他們這些人在這裏舉行會議,讨論的問題當然是二保焊機的形勢,以及星海集團的問題。
塘山松上和OTC的高層是島國人,其它國際公司的高層中不少是華國人擔任,或者華國通的外國人。
“也就是說,星海集團從三家公司挖人,組建了新的IGBT弧焊逆變器工廠,具體進度怎麽樣?”
“不清楚,也查不出來,現在星海集團保密做得非常好,特别是他們的總部基地,保密程序比軍工廠還嚴格。”
“這搞得我們是賊一樣,有必要那麽提防我們嗎?”申工的老闆張總自嘲笑道,他的公司在1958年創立,是華國特大焊接與切割設備研發和制造基地,主導産品是電焊機、等離子切割機和冷焊機。
此次聯盟的四家國産公司,公司規模并不比這些國際公司的分部小。
“張總,我看星海集團的老闆沐陽,就有可能這麽看待我們。”瑞零的馬老闆諷刺道,他的公司是2003年創立,集團人數七八百人,在去年年初上市,可就是因爲這個星海集團,把他公司的股票砸下來了。
曾幾何時,他和申工是死對手,兩家公司在中低端市場争奪。
如今,卻共聚一堂商量如何對付星海集團。
此時,他幻想着,要是他是星海集團的老闆就好了,哪怕是輸了,能被這麽多人針對,也是可以吹一輩子牛逼了。
“既然他們挖人,杜總,你們也可以挖星海集團的人員吧?畢竟星海集團挖得是玉龍公司的人。”申工張總轉向杜平說道。
松上杜平淡淡回道:“張先生,你說得倒輕松,這個挖人的錢由你來支付?”
他接着說,“據我們得到的信息來看,星海集團從三個公司挖走了30個熟練工人和技術人員,先不說再挖人的困難,我們也不知道星海集團準備了多少人員投入IGBT弧焊逆變器項目,這個項目他們進展如何。”
“星海集團的薪酬待遇是出名,挖人困難不說,而且得付出的代價可不低。”
申工張總皺眉頭:“現在怎麽辦?就這麽等着?”
“沒法,星海集團就出了一招,我們入股各IGBT弧焊逆變器工廠,就是想斷裂他們的供應鏈,如今看來,也不是那麽容易,難道,張先生伱想綁炸彈去炸星海集團?說實話,我倒是希望你去。”杜平還是表情淡淡,怼起人來,看似沒怒火,但傷害也不小。
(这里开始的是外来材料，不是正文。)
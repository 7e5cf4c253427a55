use std::any::Any;

use crate::element::{DidlElement, PropertyHost};
use crate::property::PropertyList;

/// Identifiant commun dont dérivent artistes, acteurs et auteurs.
pub const PERSON: &str = "Person";

#[derive(Debug, Clone, Copy, PartialEq, Eq, Hash)]
pub enum PersonKind {
    Artist,
    Actor,
    Author,
}

impl PersonKind {
    pub fn element_name(&self) -> &'static str {
        match self {
            PersonKind::Artist => "upnp:artist",
            PersonKind::Actor => "upnp:actor",
            PersonKind::Author => "upnp:author",
        }
    }
}

/// Personne associée à un objet, avec son rôle optionnel (`@role`).
#[derive(Debug, Clone, PartialEq)]
pub struct Person {
    kind: PersonKind,
    pub name: String,
    pub role: String,
    properties: PropertyList<Self>,
}

crate::impl_schema!(Person);

impl Person {
    pub fn new(kind: PersonKind, name: impl Into<String>) -> Self {
        let mut properties = PropertyList::<Self>::new();
        properties.bind_string("", |p| &p.name, |p| &mut p.name).required();
        properties.bind_string("@role", |p| &p.role, |p| &mut p.role).optional();

        let mut person = Self {
            kind,
            name: name.into(),
            role: String::new(),
            properties,
        };
        let valid = !person.name.is_empty();
        person.set_valid("", valid);
        person
    }

    pub fn artist(name: impl Into<String>) -> Self {
        Self::new(PersonKind::Artist, name)
    }

    pub fn actor(name: impl Into<String>) -> Self {
        Self::new(PersonKind::Actor, name)
    }

    pub fn author(name: impl Into<String>) -> Self {
        Self::new(PersonKind::Author, name)
    }

    pub fn with_role(mut self, role: impl Into<String>) -> Self {
        self.role = role.into();
        let valid = !self.role.is_empty();
        self.set_valid("@role", valid);
        self
    }

    pub fn kind(&self) -> PersonKind {
        self.kind
    }
}

impl DidlElement for Person {
    fn element_name(&self) -> &str {
        self.kind.element_name()
    }

    fn identifier(&self) -> &str {
        self.kind.element_name()
    }

    fn extends(&self) -> Vec<String> {
        vec![PERSON.to_string()]
    }

    fn clone_element(&self) -> Box<dyn DidlElement> {
        Box::new(self.clone())
    }

    fn as_any(&self) -> &dyn Any {
        self
    }
}
//! Contextes de (dé)sérialisation.
//!
//! Un contexte porte la version de protocole négociée avec le pair, le
//! filtre des champs demandés et la table des namespaces. Il est passé à
//! chaque appel du codec et n'est jamais partagé entre threads.

use std::collections::{BTreeMap, BTreeSet};
use std::fmt;

use crate::config::{DEFAULT_PROTOCOL_VERSION, DidlConfig};
use crate::property::PropertyBinding;

/// Filtre des propriétés optionnelles à produire.
///
/// Construit depuis une liste séparée par des virgules (`"dc:title,res@size"`).
/// `"*"` ou une liste vide laisse tout passer.
#[derive(Debug, Clone, Default, PartialEq, Eq)]
pub struct PropertyFilter {
    fields: Option<BTreeSet<String>>,
}

impl PropertyFilter {
    /// Filtre acceptant toutes les propriétés.
    pub fn all() -> Self {
        Self { fields: None }
    }

    pub fn parse(list: &str) -> Self {
        let fields: BTreeSet<String> = list
            .split(',')
            .map(str::trim)
            .filter(|f| !f.is_empty())
            .map(str::to_string)
            .collect();

        if fields.is_empty() || fields.contains("*") {
            Self::all()
        } else {
            Self {
                fields: Some(fields),
            }
        }
    }

    pub fn is_all(&self) -> bool {
        self.fields.is_none()
    }

    pub fn contains(&self, field: &str) -> bool {
        if field.is_empty() {
            return false;
        }
        match &self.fields {
            None => true,
            Some(fields) => fields.contains(field),
        }
    }

    /// Indique si une propriété optionnelle de l'élément `element` doit
    /// être produite.
    pub fn allows(&self, element: &str, binding: &PropertyBinding) -> bool {
        if self.is_all() || binding.is_text() {
            return true;
        }
        if binding.is_attribute() {
            self.contains(binding.key()) || self.contains(&format!("{}@{}", element, binding.name()))
        } else {
            self.contains(binding.name())
        }
    }
}

impl fmt::Display for PropertyFilter {
    fn fmt(&self, f: &mut fmt::Formatter<'_>) -> fmt::Result {
        match &self.fields {
            None => f.write_str("*"),
            Some(fields) => {
                let list: Vec<&str> = fields.iter().map(String::as_str).collect();
                f.write_str(&list.join(","))
            }
        }
    }
}

/// Table préfixe → URI des namespaces déclarés sur la racine du document.
/// Le préfixe vide désigne le namespace par défaut.
#[derive(Debug, Clone, PartialEq, Eq)]
pub struct NamespaceTable(BTreeMap<String, String>);

impl NamespaceTable {
    pub fn empty() -> Self {
        Self(BTreeMap::new())
    }

    pub fn insert(&mut self, prefix: impl Into<String>, uri: impl Into<String>) {
        self.0.insert(prefix.into(), uri.into());
    }

    pub fn uri(&self, prefix: &str) -> Option<&str> {
        self.0.get(prefix).map(String::as_str)
    }

    pub fn iter(&self) -> impl Iterator<Item = (&str, &str)> {
        self.0.iter().map(|(p, u)| (p.as_str(), u.as_str()))
    }

    pub fn len(&self) -> usize {
        self.0.len()
    }

    pub fn is_empty(&self) -> bool {
        self.0.is_empty()
    }

    /// Nom de l'attribut de déclaration : `xmlns` ou `xmlns:prefix`.
    pub fn attribute_name(prefix: &str) -> String {
        if prefix.is_empty() {
            "xmlns".to_string()
        } else {
            format!("xmlns:{}", prefix)
        }
    }
}

impl Default for NamespaceTable {
    /// Table DIDL-Lite standard (DIDL-Lite, dc, upnp, dlna).
    fn default() -> Self {
        Self::from(DidlConfig::default().namespaces)
    }
}

impl From<BTreeMap<String, String>> for NamespaceTable {
    fn from(map: BTreeMap<String, String>) -> Self {
        Self(map)
    }
}

/// Paramètres d'une sérialisation.
#[derive(Debug, Clone)]
pub struct SerializationContext {
    version: u8,
    filter: PropertyFilter,
    namespaces: NamespaceTable,
}

impl SerializationContext {
    pub fn new(version: u8) -> Self {
        Self {
            version,
            filter: PropertyFilter::all(),
            namespaces: NamespaceTable::default(),
        }
    }

    pub fn from_config(config: &DidlConfig) -> Self {
        Self {
            version: config.protocol_version,
            filter: PropertyFilter::parse(&config.requested_fields),
            namespaces: NamespaceTable::from(config.namespaces.clone()),
        }
    }

    pub fn with_filter(mut self, filter: PropertyFilter) -> Self {
        self.filter = filter;
        self
    }

    pub fn with_namespaces(mut self, namespaces: NamespaceTable) -> Self {
        self.namespaces = namespaces;
        self
    }

    pub fn version(&self) -> u8 {
        self.version
    }

    pub fn filter(&self) -> &PropertyFilter {
        &self.filter
    }

    pub fn namespaces(&self) -> &NamespaceTable {
        &self.namespaces
    }
}

impl Default for SerializationContext {
    fn default() -> Self {
        Self::new(DEFAULT_PROTOCOL_VERSION)
    }
}

/// Paramètres d'une désérialisation.
#[derive(Debug, Clone)]
pub struct DeserializationContext {
    version: u8,
    lenient_names: bool,
}

impl DeserializationContext {
    pub fn new(version: u8) -> Self {
        Self {
            version,
            lenient_names: true,
        }
    }

    pub fn from_config(config: &DidlConfig) -> Self {
        Self {
            version: config.protocol_version,
            lenient_names: config.lenient_names,
        }
    }

    /// Exige des noms qualifiés identiques à ceux des liaisons.
    pub fn strict(mut self) -> Self {
        self.lenient_names = false;
        self
    }

    pub fn version(&self) -> u8 {
        self.version
    }

    pub fn lenient_names(&self) -> bool {
        self.lenient_names
    }
}

impl Default for DeserializationContext {
    fn default() -> Self {
        Self::new(DEFAULT_PROTOCOL_VERSION)
    }
}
杜平的話,弄得申工張總瞬間啞口無言,他再多說,估計大家勸他出主意,甚至當槍頭,張總肯定不樂意。
如今星海集團風頭正盛,張總思來想去,還是覺得不可正面交鋒。
于是,他還不如偷偷地,默默築牢地基,修煉出了一套《易筋經》,慢慢來,不能急,他們申工的電焊機銷售雖然被影響了,但在這群聯盟中,損失最小。
總之,除了商業手段,他還不屑于用其它手段。
他敢用,難道沐陽就不會用,他自己還有一家老小呢。
會議進行了一個多小時,也沒讨論出一個好的解決方案。
這些廠家中,像瑞零公司已經熬不住了,産品積壓,不得不降價銷售,但銷售并不理想,除去運營和銷售費用,處于虧本狀态。
供應商多次來催促還款,還有銀行債,現在銷售不理想,回款慢,公司股票大跌更是雪上加霜,讓馬老闆很憂愁。
哪怕一個月後星海集團不出貨了,他們公司跟倒閉差相差不遠了,也幸好他早就套取現金,雖然公司倒閉了,但馬老闆還是有錢人。
會議快結束時,有個大佬提出一個解決方案。
“說來看看。”
“是這樣的,我們可以……,除此之外,我們沒有更好的辦法了。”
其它大佬覺得反擊方案還不錯,很快大家舉手同意,行不行,試試才知道,況且也沒有更好的解決辦法了,不能幹等着不反擊。
現在大家焦慮的,就是星海集團到底能不能順利研發出IGBT弧焊逆變器,大家覺得幾個月内不太可能,但能争取幾個月的優勢也是不錯了。
至于以後星海集團真的研發出IGBT弧焊逆變器,他們總會有相應的解決辦法。
會議結束,瑞零馬總準備離開會議室,被申城張總叫了下。
“馬總,如果瑞零需要資金的話,我還是可以解囊相助的。”
看到往日死對手那溫和的笑容,瑞零馬總直接拒絕了:“不用了!但還是感謝張總。”
說完後,馬總離開。
哼,試想在一個爾虞我詐的資本市場競争中,有所謂的雪中送炭嗎?
幫助他渡過難關,馬總他不相信,更何況是曾經的死對頭。
真要賣,那還不如賣給星海集團。